Tomi Galin, spokeswoman for Community Health Systems, said the Tennessee-based parent company doesn’t have a policy on vaginal breech birth for single babies. Those guidelines are developed and adopted by individual hospitals, she said last week in an email.

"In the course of Dupont Hospital’s recent evaluation of the American College of Obstetricians and Gynecologists published opinions regarding single breech delivery, they asked CHS for assistance in analysis of industry standards or best practices," she said. "Dupont’s draft policy was reviewed, and two large academic medical centers were contacted for additional perspective on current patient care practice programs.

"Comments were provided back to the hospital for local consideration. Those opinions are still under evaluation by the medical staff as they determine local standards of care," Galin wrote.

Geoff Thomas, Lutheran’s spokesman, provided this statement:

"When making health care decisions we turn to and enact evidence-based guidelines, such as those provided by the American College of Obstetricians and Gynecologists, when establishing standards of care. Breech deliveries are no exception," he said in an email. "Our physicians are prepared to handle vaginal singleton breech deliveries when it is imminent."

"The current standard of care in Fort Wayne is C-section for singleton breech in labor," Thomas wrote. "However, we always evaluate best practice and how we can be prepared to give the safest care possible as we embark on new guidelines."

ACOG’s committee opinion, which was reaffirmed this year, states many "reports of vaginal breech delivery that follow very specific protocols … note excellent neonatal outcomes."

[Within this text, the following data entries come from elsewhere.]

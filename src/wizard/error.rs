//! Error types for the wizard core.
//!
//! Validation errors are user-correctable and always retried in place;
//! everything else is a rejected operation handed back to the caller.

use thiserror::Error;

use super::session::SessionId;

/// Reasons a raw response fails a step's validation rule.
#[derive(Debug, Clone, PartialEq, Eq, Error)]
pub enum ValidationError {
    #[error("no input was given")]
    EmptyInput,

    #[error("not a valid reference: {0}")]
    MalformedReference(String),

    #[error("input is longer than {max} characters")]
    ExceedsLength { max: usize },

    #[error("'{0}' was selected more than once")]
    DuplicateSelection(String),

    #[error("out of range: {0}")]
    OutOfRange(String),
}

impl ValidationError {
    /// Static code used in log lines.
    pub fn code(&self) -> &'static str {
        match self {
            Self::EmptyInput => "empty_input",
            Self::MalformedReference(_) => "malformed_reference",
            Self::ExceedsLength { .. } => "exceeds_length",
            Self::DuplicateSelection(_) => "duplicate_selection",
            Self::OutOfRange(_) => "out_of_range",
        }
    }
}

/// Failure reported by a persistence gateway.
#[derive(Debug, Error)]
pub enum StorageError {
    #[error("database error: {0}")]
    Database(#[from] sqlx::Error),

    #[error("could not encode answers: {0}")]
    Encode(#[from] serde_json::Error),

    #[error("record rejected: {0}")]
    InvalidRecord(String),

    #[error("storage unavailable: {0}")]
    Unavailable(String),
}

/// Session lifecycle errors returned by the controller and the service.
#[derive(Debug, Error)]
pub enum WizardError {
    #[error("a setup wizard is already running for {scope_key}")]
    DuplicateSession { scope_key: String, existing: SessionId },

    #[error("no active wizard session {0}")]
    SessionNotFound(SessionId),

    #[error("wizard session {0} has expired")]
    SessionExpired(SessionId),

    #[error("only the user who started the wizard can do this")]
    NotOwner,

    #[error("invalid wizard definition: {0}")]
    InvalidDefinition(String),

    #[error("answer was meant for step {expected}, but step {current} is waiting")]
    StaleStep { expected: usize, current: usize },

    #[error("step has no option {index}")]
    UnknownOption { index: usize },

    #[error("configuration not saved, retry: {0}")]
    Storage(#[from] StorageError),
}

impl WizardError {
    /// Static code used in log lines.
    pub fn code(&self) -> &'static str {
        match self {
            Self::DuplicateSession { .. } => "duplicate_session",
            Self::SessionNotFound(_) => "session_not_found",
            Self::SessionExpired(_) => "session_expired",
            Self::NotOwner => "not_owner",
            Self::InvalidDefinition(_) => "invalid_definition",
            Self::StaleStep { .. } => "stale_step",
            Self::UnknownOption { .. } => "unknown_option",
            Self::Storage(_) => "storage",
        }
    }
}

/// Convenience alias for controller results.
pub type WizardResult<T> = Result<T, WizardError>;
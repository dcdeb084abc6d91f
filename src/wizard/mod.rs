//! Guided multi-step setup wizards.
//!
//! A wizard is a fixed list of [`StepDefinition`]s answered one at a time by
//! the user who started it. [`WizardController`] owns the sessions and their
//! transitions; [`WizardService`] connects it to a [`PersistenceGateway`] and
//! a [`PresentationGateway`].

pub mod controller;
pub mod error;
pub mod flows;
pub mod gateway;
pub mod service;
pub mod session;
pub mod step;
pub mod validation;

pub use controller::{Clock, ManualClock, StepResult, SystemClock, WizardController};
pub use error::{StorageError, ValidationError, WizardError, WizardResult};
pub use gateway::{PersistenceGateway, PresentationGateway};
pub use service::WizardService;
pub use session::{SessionContext, SessionId, SessionState, SessionSummary, WizardSession};
pub use step::{
    AnswerValue, Answers, ChoiceOption, InputKind, RawInput, ResourceKind, ResourceRef, StepDefinition,
    StepTemplate,
};
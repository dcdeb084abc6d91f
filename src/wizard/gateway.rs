//! Boundaries the wizard core calls through, never directly.

use async_trait::async_trait;

use super::error::{StorageError, ValidationError};
use super::session::SessionContext;
use super::step::{Answers, StepDefinition};

/// Stores finished configurations.
#[async_trait]
pub trait PersistenceGateway: Send + Sync {
    /// Writes the answers for `scope_key`. Saving identical answers twice
    /// must leave the store unchanged.
    async fn save(&self, scope_key: &str, answers: &Answers, saved_by: u64) -> Result<(), StorageError>;
}

/// Shows prompts and outcomes to the user.
///
/// Every method is fire-and-forget: implementations log their own failures.
#[async_trait]
pub trait PresentationGateway: Send + Sync {
    /// Shows `step`, annotated with the last validation error if any.
    async fn render(&self, ctx: &SessionContext, step: &StepDefinition, prior_error: Option<&ValidationError>);

    async fn notify_complete(&self, ctx: &SessionContext, answers: &Answers);

    async fn notify_cancelled(&self, ctx: &SessionContext);

    /// Called when a session is reclaimed after its ttl elapsed.
    async fn notify_expired(&self, _ctx: &SessionContext) {}
}
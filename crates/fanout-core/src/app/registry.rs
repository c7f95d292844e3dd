//! TaskRegistry - 投入済みタスクのハンドル集合
//!
//! # 学習ポイント
//! - AtomicU8 + compare_exchange による小さな状態機械
//! - 「まだ始まっていないタスクだけをキャンセルする」を CAS 1 回で表現
//!
//! エントリは投入時に追加され、削除されない。
//! shutdown 時は全エントリに cancel を試みる（終了済みなら何もしない）。

use std::sync::Arc;
use std::sync::atomic::{AtomicU8, Ordering};

use tokio::sync::watch;

use crate::domain::TaskState;

/// Cancellable handle for one submitted item.
#[derive(Debug)]
pub struct TaskHandle {
    seq: u64,
    state: AtomicU8,
}

impl TaskHandle {
    fn new(seq: u64) -> Self {
        Self {
            seq,
            state: AtomicU8::new(TaskState::Queued as u8),
        }
    }

    /// Submission sequence number (pull order).
    pub fn seq(&self) -> u64 {
        self.seq
    }

    pub fn state(&self) -> TaskState {
        TaskState::from_u8(self.state.load(Ordering::SeqCst))
    }

    pub fn is_done(&self) -> bool {
        self.state().is_terminal()
    }

    /// Cancel the task if it has not started yet.
    ///
    /// Returns `true` only when this call moved the task to `Cancelled`.
    /// Cancelling a running or finished task is a no-op.
    pub fn cancel(&self) -> bool {
        self.transition(TaskState::Queued, TaskState::Cancelled)
    }

    /// Claim the task for a worker slot. Fails if it was cancelled first.
    pub(crate) fn try_start(&self) -> bool {
        self.transition(TaskState::Queued, TaskState::Running)
    }

    /// A claimed task that will not call `handle` after all.
    pub(crate) fn abandon(&self) -> bool {
        self.transition(TaskState::Running, TaskState::Cancelled)
    }

    pub(crate) fn finish(&self) -> bool {
        self.transition(TaskState::Running, TaskState::Finished)
    }

    fn transition(&self, from: TaskState, to: TaskState) -> bool {
        self.state
            .compare_exchange(from as u8, to as u8, Ordering::SeqCst, Ordering::SeqCst)
            .is_ok()
    }
}

/// Every handle submitted during one run.
///
/// Only the dispatcher adds entries and only the shutdown path cancels them,
/// both on the task that called `work()`.
#[derive(Debug, Default)]
pub struct TaskRegistry {
    handles: Vec<Arc<TaskHandle>>,
}

impl TaskRegistry {
    pub fn new() -> Self {
        Self::default()
    }

    pub(crate) fn register(&mut self) -> Arc<TaskHandle> {
        let handle = Arc::new(TaskHandle::new(self.handles.len() as u64));
        self.handles.push(Arc::clone(&handle));
        handle
    }

    /// Attempt cancellation of every entry; returns how many were still queued.
    pub fn cancel_all(&self) -> usize {
        self.handles.iter().filter(|h| h.cancel()).count()
    }

    pub fn len(&self) -> usize {
        self.handles.len()
    }

    pub fn is_empty(&self) -> bool {
        self.handles.is_empty()
    }

    pub fn count(&self, state: TaskState) -> usize {
        self.handles.iter().filter(|h| h.state() == state).count()
    }
}

/// Number of submitted tasks that have not reached a terminal state.
///
/// `watch` lets both the reporter and the shutdown path wait for zero
/// without polling a single task.
#[derive(Debug)]
pub(crate) struct Outstanding {
    tx: watch::Sender<usize>,
}

impl Outstanding {
    pub(crate) fn new() -> Self {
        let (tx, _rx) = watch::channel(0);
        Self { tx }
    }

    pub(crate) fn add(&self) {
        self.tx.send_modify(|n| *n += 1);
    }

    pub(crate) fn done(&self) {
        self.sub(1);
    }

    pub(crate) fn sub(&self, count: usize) {
        if count > 0 {
            self.tx.send_modify(|n| *n = n.saturating_sub(count));
        }
    }

    pub(crate) fn get(&self) -> usize {
        *self.tx.borrow()
    }

    pub(crate) async fn wait_idle(&self) {
        let mut rx = self.tx.subscribe();
        // the sender lives as long as `self`, so this cannot fail
        let _ = rx.wait_for(|n| *n == 0).await;
    }
}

Officials’ first recommendation in the written opinion states: "The decision regarding the mode of delivery should depend on the experience of the health care provider. Cesarean delivery will be the preferred mode of delivery for most physicians because of the diminishing expertise in vaginal breech delivery."

The organization describes the option as reasonable under certain guidelines.

Liability issues

Parkview’s policy doesn’t allow discretion.

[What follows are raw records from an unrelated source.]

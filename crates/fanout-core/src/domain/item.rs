//! Work items: the unit of input passed from a loader to a handler.
//!
//! A loader yields raw `serde_json::Value`s. The dispatcher accepts only two
//! shapes, positional (JSON array) and named (JSON object); anything else is a
//! malformed item and is skipped.

use serde::{Deserialize, Serialize};
use serde_json::{Map, Value};
use thiserror::Error;

/// The shape of a work item, fixed by the producer.
#[derive(Debug, Clone, Copy, PartialEq, Eq, Hash, Serialize, Deserialize)]
#[serde(rename_all = "snake_case")]
pub enum ItemShape {
    Positional,
    Named,
}

/// One unit of work.
///
/// Immutable once produced. Serialized untagged, so a checkpoint file holds
/// plain JSON arrays and objects.
#[derive(Debug, Clone, PartialEq, Serialize, Deserialize)]
#[serde(untagged)]
pub enum WorkItem {
    /// Ordered positional parameters.
    Positional(Vec<Value>),
    /// Named parameters.
    Named(Map<String, Value>),
}

impl WorkItem {
    pub fn shape(&self) -> ItemShape {
        match self {
            WorkItem::Positional(_) => ItemShape::Positional,
            WorkItem::Named(_) => ItemShape::Named,
        }
    }

    /// Positional parameter at `index`; `None` for named items.
    pub fn arg(&self, index: usize) -> Option<&Value> {
        match self {
            WorkItem::Positional(args) => args.get(index),
            WorkItem::Named(_) => None,
        }
    }

    /// Named parameter `key`; `None` for positional items.
    pub fn param(&self, key: &str) -> Option<&Value> {
        match self {
            WorkItem::Positional(_) => None,
            WorkItem::Named(params) => params.get(key),
        }
    }

    pub fn len(&self) -> usize {
        match self {
            WorkItem::Positional(args) => args.len(),
            WorkItem::Named(params) => params.len(),
        }
    }

    pub fn is_empty(&self) -> bool {
        self.len() == 0
    }
}

/// A raw value that is neither a sequence nor a mapping.
#[derive(Debug, Clone, PartialEq, Error)]
#[error("work item must be a sequence or a mapping, got `{0}`")]
pub struct MalformedItem(pub Value);

impl TryFrom<Value> for WorkItem {
    type Error = MalformedItem;

    fn try_from(value: Value) -> Result<Self, Self::Error> {
        match value {
            Value::Array(args) => Ok(WorkItem::Positional(args)),
            Value::Object(params) => Ok(WorkItem::Named(params)),
            other => Err(MalformedItem(other)),
        }
    }
}

impl From<WorkItem> for Value {
    fn from(item: WorkItem) -> Self {
        match item {
            WorkItem::Positional(args) => Value::Array(args),
            WorkItem::Named(params) => Value::Object(params),
        }
    }
}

Spokeswoman Jessica Miller provided the following statement:

"Parkview’s policy on breech delivery is highly focused on the safety of mother and baby, is widely accepted in health care and was endorsed by an overwhelming majority of Parkview and independent OB-GYN physicians who have privileges at Parkview. It allows for vaginal birth delivery in emergency situations or for the birth of a second twin.

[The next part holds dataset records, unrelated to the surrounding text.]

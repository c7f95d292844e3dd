use std::collections::BTreeSet;
use std::sync::atomic::{AtomicUsize, Ordering};
use std::sync::{Arc, Mutex};
use std::time::Duration;

use async_trait::async_trait;
use rstest::rstest;
use serde_json::{Value, json};

use fanout_core::impls::{InMemoryLoader, JsonCheckpointLoader};
use fanout_core::{
    DataLoader, Engine, EngineConfig, EngineError, HandlerError, LoaderError, ProgressLoader,
    ShutdownHandle, StopFlag, TaskHandler, Termination, Trigger, WorkItem,
};

enum Behavior {
    Succeed,
    /// Call `shutdown()` and fail once the first value reaches the threshold.
    StopAt(i64),
    /// Deliver an external shutdown while handling this first value.
    SignalAt(i64, ShutdownHandle),
    /// From this first value on, call `shutdown()` and also deliver an
    /// external shutdown, then succeed.
    StopAndSignalFrom(i64, ShutdownHandle),
    FailOdd,
    PanicAt(i64),
}

struct Recorder {
    behavior: Behavior,
    keep_from: i64,
    delay: Duration,
    calls: AtomicUsize,
    kept: Mutex<Vec<WorkItem>>,
    downs: Mutex<Vec<(Termination, usize)>>,
    stop: StopFlag,
}

impl Recorder {
    fn new(behavior: Behavior) -> Self {
        Self {
            behavior,
            keep_from: i64::MIN,
            delay: Duration::ZERO,
            calls: AtomicUsize::new(0),
            kept: Mutex::new(Vec::new()),
            downs: Mutex::new(Vec::new()),
            stop: StopFlag::new(),
        }
    }

    fn keep_from(mut self, first: i64) -> Self {
        self.keep_from = first;
        self
    }

    fn delay(mut self, delay: Duration) -> Self {
        self.delay = delay;
        self
    }

    fn calls(&self) -> usize {
        self.calls.load(Ordering::SeqCst)
    }

    fn downs(&self) -> Vec<(Termination, usize)> {
        self.downs.lock().unwrap().clone()
    }
}

fn first(item: &WorkItem) -> i64 {
    item.arg(0).and_then(Value::as_i64).unwrap_or_default()
}

#[async_trait]
impl TaskHandler for Recorder {
    async fn handle(&self, item: &WorkItem) -> Result<(), HandlerError> {
        self.calls.fetch_add(1, Ordering::SeqCst);
        if !self.delay.is_zero() {
            tokio::time::sleep(self.delay).await;
        }

        let first = first(item);
        match &self.behavior {
            Behavior::StopAt(n) if first >= *n => {
                self.shutdown();
                return Err(HandlerError::permanent(format!("stop at {first}")));
            }
            Behavior::SignalAt(n, handle) if first == *n => {
                handle.request();
            }
            Behavior::StopAndSignalFrom(n, handle) if first >= *n => {
                self.shutdown();
                handle.request();
            }
            Behavior::FailOdd if first % 2 == 1 => {
                return Err(HandlerError::new(format!("odd {first}")));
            }
            Behavior::PanicAt(n) if first == *n => panic!("boom at {n}"),
            _ => {}
        }

        if first >= self.keep_from {
            self.kept.lock().unwrap().push(item.clone());
        }
        Ok(())
    }

    async fn down(&self, termination: Termination) {
        let kept = self.kept.lock().unwrap().len();
        self.downs.lock().unwrap().push((termination, kept));
    }

    fn stop_flag(&self) -> &StopFlag {
        &self.stop
    }
}

/// Loader that records every `save` call.
struct RecordingLoader {
    inner: InMemoryLoader,
    saves: Arc<Mutex<Vec<Vec<WorkItem>>>>,
}

impl DataLoader for RecordingLoader {
    fn next(&mut self) -> Option<Value> {
        self.inner.next()
    }

    fn size(&self) -> usize {
        self.inner.size()
    }

    fn has_next(&self) -> bool {
        self.inner.has_next()
    }

    fn as_progress(&mut self) -> Option<&mut dyn ProgressLoader> {
        Some(self)
    }
}

impl ProgressLoader for RecordingLoader {
    fn save(&mut self, done: &[WorkItem]) -> Result<(), LoaderError> {
        self.saves.lock().unwrap().push(done.to_vec());
        Ok(())
    }
}

fn pairs(n: i64) -> Vec<Value> {
    (0..n).map(|i| json!([i, i + 1])).collect()
}

fn engine(workers: usize) -> Engine {
    Engine::new(EngineConfig::new(workers).with_signal_handling(false)).unwrap()
}

fn firsts(items: &[WorkItem]) -> Vec<i64> {
    let mut firsts: Vec<i64> = items.iter().map(first).collect();
    firsts.sort_unstable();
    firsts
}

#[rstest]
#[case::single(1)]
#[case::few(4)]
#[case::ten(10)]
#[case::more_than_items(300)]
#[tokio::test(flavor = "multi_thread", worker_threads = 4)]
async fn keeps_170_of_200_pairs(#[case] workers: usize) {
    let handler = Arc::new(Recorder::new(Behavior::Succeed).keep_from(30));
    let mut engine = engine(workers);
    engine.set_loader(InMemoryLoader::from_values(pairs(200)));
    engine.set_handler(Arc::clone(&handler));

    let report = engine.work().await.unwrap();

    assert_eq!(report.termination, Termination::Completed);
    assert_eq!(report.total, 200);
    assert_eq!(report.submitted, 200);
    assert_eq!(report.done, 200);
    assert_eq!(report.skipped, 0);
    assert!(!report.checkpoint_saved);
    assert_eq!(handler.calls(), 200);
    assert_eq!(handler.downs(), vec![(Termination::Completed, 170)]);
    assert_eq!(firsts(&engine.done_items()), (0..200).collect::<Vec<_>>());
}

#[tokio::test(flavor = "multi_thread", worker_threads = 4)]
async fn handler_stop_skips_checkpoint() {
    let saves = Arc::new(Mutex::new(Vec::new()));
    let handler = Arc::new(Recorder::new(Behavior::StopAt(100)).delay(Duration::from_millis(1)));
    let mut engine = engine(10);
    engine.set_loader(RecordingLoader {
        inner: InMemoryLoader::from_values(pairs(200)),
        saves: Arc::clone(&saves),
    });
    engine.set_handler(Arc::clone(&handler));

    let report = engine.work().await.unwrap();

    assert_eq!(
        report.termination,
        Termination::Shutdown {
            trigger: Trigger::Handler
        }
    );
    assert!(!report.checkpoint_saved);
    assert!(saves.lock().unwrap().is_empty());

    let done = engine.done_items();
    assert!(done.len() <= 100);
    assert!(done.iter().all(|item| first(item) < 100));
    assert_eq!(handler.downs().len(), 1);
    assert_eq!(report.done + report.failed + report.cancelled, report.submitted);
}

#[tokio::test(flavor = "multi_thread", worker_threads = 4)]
async fn external_shutdown_saves_exactly_the_done_list() {
    let saves = Arc::new(Mutex::new(Vec::new()));
    let mut engine = engine(4);
    let handler = Arc::new(
        Recorder::new(Behavior::SignalAt(50, engine.shutdown_handle())).delay(Duration::from_millis(2)),
    );
    engine.set_loader(RecordingLoader {
        inner: InMemoryLoader::from_values(pairs(200)),
        saves: Arc::clone(&saves),
    });
    engine.set_handler(Arc::clone(&handler));

    let report = engine.work().await.unwrap();

    assert_eq!(
        report.termination,
        Termination::Shutdown {
            trigger: Trigger::Signal
        }
    );
    assert!(report.checkpoint_saved);

    let saves = saves.lock().unwrap();
    assert_eq!(saves.len(), 1);
    let done = engine.done_items();
    assert_eq!(firsts(&saves[0]), firsts(&done));
    assert!(done.len() < 200);
    assert!(report.cancelled > 0);
    assert_eq!(report.done + report.failed + report.cancelled, report.submitted);

    let downs = handler.downs();
    assert_eq!(downs.len(), 1);
    assert_eq!(downs[0].0.trigger(), Some(Trigger::Signal));
}

#[tokio::test(flavor = "multi_thread", worker_threads = 4)]
async fn resume_processes_exactly_the_outstanding_items() {
    let dir = tempfile::tempdir().unwrap();
    let ckpt = dir.path().join("checkpoint.json");

    // first run is interrupted
    let mut first_run = engine(4);
    let handler = Arc::new(
        Recorder::new(Behavior::SignalAt(60, first_run.shutdown_handle())).delay(Duration::from_millis(1)),
    );
    first_run.set_loader(JsonCheckpointLoader::with_items(pairs(200), &ckpt).unwrap());
    first_run.set_handler(Arc::clone(&handler));
    let report = first_run.work().await.unwrap();
    assert!(report.checkpoint_saved);
    assert!(ckpt.exists());
    let done_before = firsts(&first_run.done_items());

    // second run picks up the checkpoint
    let loader = JsonCheckpointLoader::with_items(pairs(200), &ckpt).unwrap();
    assert!(loader.is_resumed());
    assert_eq!(loader.size(), 200 - done_before.len());

    let mut second_run = engine(4);
    second_run.set_loader(loader);
    second_run.set_handler(Arc::new(Recorder::new(Behavior::Succeed)));
    let report = second_run.work().await.unwrap();
    assert_eq!(report.termination, Termination::Completed);
    let done_after = firsts(&second_run.done_items());

    let mut all: Vec<i64> = done_before.iter().chain(&done_after).copied().collect();
    all.sort_unstable();
    assert_eq!(all, (0..200).collect::<Vec<_>>());
    let distinct: BTreeSet<i64> = all.into_iter().collect();
    assert_eq!(distinct.len(), 200);

    assert!(JsonCheckpointLoader::clear_checkpoint(&ckpt).unwrap());
}

#[tokio::test(flavor = "multi_thread", worker_threads = 2)]
async fn drain_timeout_aborts_running_handles() {
    let config = EngineConfig::new(1)
        .with_signal_handling(false)
        .with_drain_timeout(Duration::from_millis(10));
    let mut engine = Engine::new(config).unwrap();
    let handler = Arc::new(Recorder::new(Behavior::Succeed).delay(Duration::from_millis(200)));
    engine.set_loader(InMemoryLoader::from_values(pairs(1)));
    engine.set_handler(Arc::clone(&handler));

    let shutdown = engine.shutdown_handle();
    tokio::spawn(async move {
        tokio::time::sleep(Duration::from_millis(20)).await;
        shutdown.request();
    });

    let report = engine.work().await.unwrap();
    assert_eq!(handler.calls(), 1);
    assert_eq!(report.done, 0);
    assert_eq!(report.cancelled, 1);
    assert!(engine.done_items().is_empty());
    assert_eq!(
        handler.downs(),
        vec![(
            Termination::Shutdown {
                trigger: Trigger::Signal
            },
            0
        )]
    );

    // the aborted handle must not finish behind down()'s back
    tokio::time::sleep(Duration::from_millis(400)).await;
    assert!(handler.kept.lock().unwrap().is_empty());
    assert_eq!(handler.downs().len(), 1);
}

#[rstest]
#[case::few(2)]
#[case::many(8)]
#[tokio::test(flavor = "multi_thread", worker_threads = 4)]
async fn competing_stop_and_signal_shut_down_once(#[case] workers: usize) {
    let saves = Arc::new(Mutex::new(Vec::new()));
    let mut engine = engine(workers);
    let handler = Arc::new(
        Recorder::new(Behavior::StopAndSignalFrom(10, engine.shutdown_handle()))
            .delay(Duration::from_millis(1)),
    );
    engine.set_loader(RecordingLoader {
        inner: InMemoryLoader::from_values(pairs(50)),
        saves: Arc::clone(&saves),
    });
    engine.set_handler(Arc::clone(&handler));

    let report = engine.work().await.unwrap();

    let downs = handler.downs();
    assert_eq!(downs.len(), 1);
    assert_eq!(downs[0].0, report.termination);
    let trigger = report.termination.trigger().unwrap();

    let saves = saves.lock().unwrap();
    assert!(saves.len() <= 1);
    assert_eq!(saves.len() == 1, trigger == Trigger::Signal);
    assert_eq!(report.checkpoint_saved, trigger == Trigger::Signal);
    assert_eq!(report.done + report.failed + report.cancelled, report.submitted);
}

#[tokio::test(flavor = "multi_thread", worker_threads = 2)]
async fn no_queued_task_starts_after_shutdown() {
    let mut engine = engine(1);
    let handler = Arc::new(
        Recorder::new(Behavior::SignalAt(0, engine.shutdown_handle())).delay(Duration::from_millis(50)),
    );
    engine.set_loader(InMemoryLoader::from_values(pairs(20)));
    engine.set_handler(Arc::clone(&handler));

    let report = engine.work().await.unwrap();

    assert_eq!(handler.calls(), 1);
    assert_eq!(report.done, 1);
    assert_eq!(report.cancelled, report.submitted - 1);
    assert_eq!(handler.downs().len(), 1);
}

#[tokio::test]
async fn malformed_item_is_skipped() {
    let handler = Arc::new(Recorder::new(Behavior::Succeed));
    let mut engine = engine(3);
    engine.set_loader(InMemoryLoader::from_values(vec![
        json!([1, 2]),
        json!({"a": 1}),
        json!(42),
        json!([3]),
    ]));
    engine.set_handler(Arc::clone(&handler));

    let report = engine.work().await.unwrap();

    assert_eq!(report.skipped, 1);
    assert_eq!(report.submitted, 3);
    assert_eq!(report.done, 3);
    assert_eq!(engine.done_items().len(), 3);
    assert_eq!(handler.calls(), 3);
}

#[tokio::test]
async fn failed_items_stay_out_of_done_list() {
    let handler = Arc::new(Recorder::new(Behavior::FailOdd));
    let mut engine = engine(4);
    engine.set_loader(InMemoryLoader::from_values(pairs(10)));
    engine.set_handler(Arc::clone(&handler));

    let report = engine.work().await.unwrap();

    assert_eq!(report.termination, Termination::Completed);
    assert_eq!(report.failed, 5);
    assert_eq!(firsts(&engine.done_items()), vec![0, 2, 4, 6, 8]);
    assert_eq!(handler.calls(), 10);
}

#[tokio::test]
async fn panicking_handler_does_not_stop_the_run() {
    let handler = Arc::new(Recorder::new(Behavior::PanicAt(3)));
    let mut engine = engine(2);
    engine.set_loader(InMemoryLoader::from_values(pairs(8)));
    engine.set_handler(Arc::clone(&handler));

    let report = engine.work().await.unwrap();

    assert_eq!(report.failed, 1);
    assert_eq!(report.done, 7);
    assert_eq!(handler.downs(), vec![(Termination::Completed, 7)]);
}

#[tokio::test]
async fn request_before_work_stops_immediately() {
    let saves = Arc::new(Mutex::new(Vec::new()));
    let handler = Arc::new(Recorder::new(Behavior::Succeed));
    let mut engine = engine(2);
    engine.set_loader(RecordingLoader {
        inner: InMemoryLoader::from_values(pairs(5)),
        saves: Arc::clone(&saves),
    });
    engine.set_handler(Arc::clone(&handler));

    assert!(engine.shutdown_handle().request());
    let report = engine.work().await.unwrap();

    assert_eq!(handler.calls(), 0);
    assert_eq!(report.submitted, 0);
    assert_eq!(saves.lock().unwrap().as_slice(), &[Vec::<WorkItem>::new()]);
    assert_eq!(handler.downs().len(), 1);
}

#[tokio::test(flavor = "multi_thread", worker_threads = 2)]
async fn progress_report_runs_until_idle() {
    let handler = Arc::new(Recorder::new(Behavior::Succeed).delay(Duration::from_millis(5)));
    let mut engine = engine(2);
    engine.set_loader(InMemoryLoader::from_values(pairs(20)));
    engine.set_handler(Arc::clone(&handler));
    engine
        .register_progress_report("[{time}] {done}/{total} {percent:.1%}", 0.01)
        .unwrap();

    let report = engine.work().await.unwrap();

    assert_eq!(report.done, 20);
    assert_eq!(handler.downs(), vec![(Termination::Completed, 20)]);
}

#[rstest]
#[case::unknown_field("{eta}", 1.0)]
#[case::zero_interval("{done}", 0.0)]
#[case::negative_interval("{done}", -2.5)]
fn invalid_progress_registration(#[case] template: &str, #[case] seconds: f64) {
    let mut engine = engine(1);
    let err = engine.register_progress_report(template, seconds).unwrap_err();
    assert!(err.is_configuration());
}

#[tokio::test]
async fn configuration_errors_run_nothing() {
    let handler = Arc::new(Recorder::new(Behavior::Succeed));

    let mut engine = engine(2);
    assert!(matches!(engine.work().await, Err(EngineError::MissingHandler)));

    engine.set_handler(Arc::clone(&handler));
    assert!(matches!(engine.work().await, Err(EngineError::MissingLoader)));

    engine.set_loader(InMemoryLoader::default());
    assert!(matches!(engine.work().await, Err(EngineError::EmptyLoader)));

    assert_eq!(handler.calls(), 0);
    assert!(handler.downs().is_empty());
}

"The policy advocates for a cesarean section for breech births that are non-emergent, as a vaginal delivery in these situations can pose serious safety threats to the baby, such as head entrapment, developmental disabilities or even death."

In a letter to physicians dated Sept. 21, Dr. Judith Kennedy said she had recently been asked by a physician about the possibility of a planned single vaginal breech birth. In response, Parkview officials realized there wasn’t a policy in place, she wrote.

In the letter, Kennedy detailed concerns related to single vaginal breech births: An OB-GYN trained in the technique might not always be available, and nurses on duty might not be able to recognize unique distress signs when those patients are in labor.

Liability, she wrote, is also a significant issue. Parkview’s attorney, David Stach, has advised against offering the service because doing so could leave the health care system legally vulnerable if something goes wrong.

Stroud is slated to confront liability issues of his own. He has applied for tax breaks on a birthing center at 9823 Auburn Road, near the Dupont Hospital campus.

Construction and equipment costs are estimated at $855,000. The project is projected to be competed in June.

Despite being the boss, Stroud won’t be allowed to write the rules for what he offers to patients.

The Indiana Department of Health bars stand-alone birthing centers from serving women having breech babies, twins, C-sections, epidurals or induced labor, Stroud said. Also, they can’t treat a woman attempting vaginal birth after a previous C-section.

"You don’t do any high-risk things in a birth center," he said.

So Stroud – and his patients – will continue to rely on Parkview and Lutheran facilities for all breech deliveries. For now, at least, those deliveries will all be C-sections.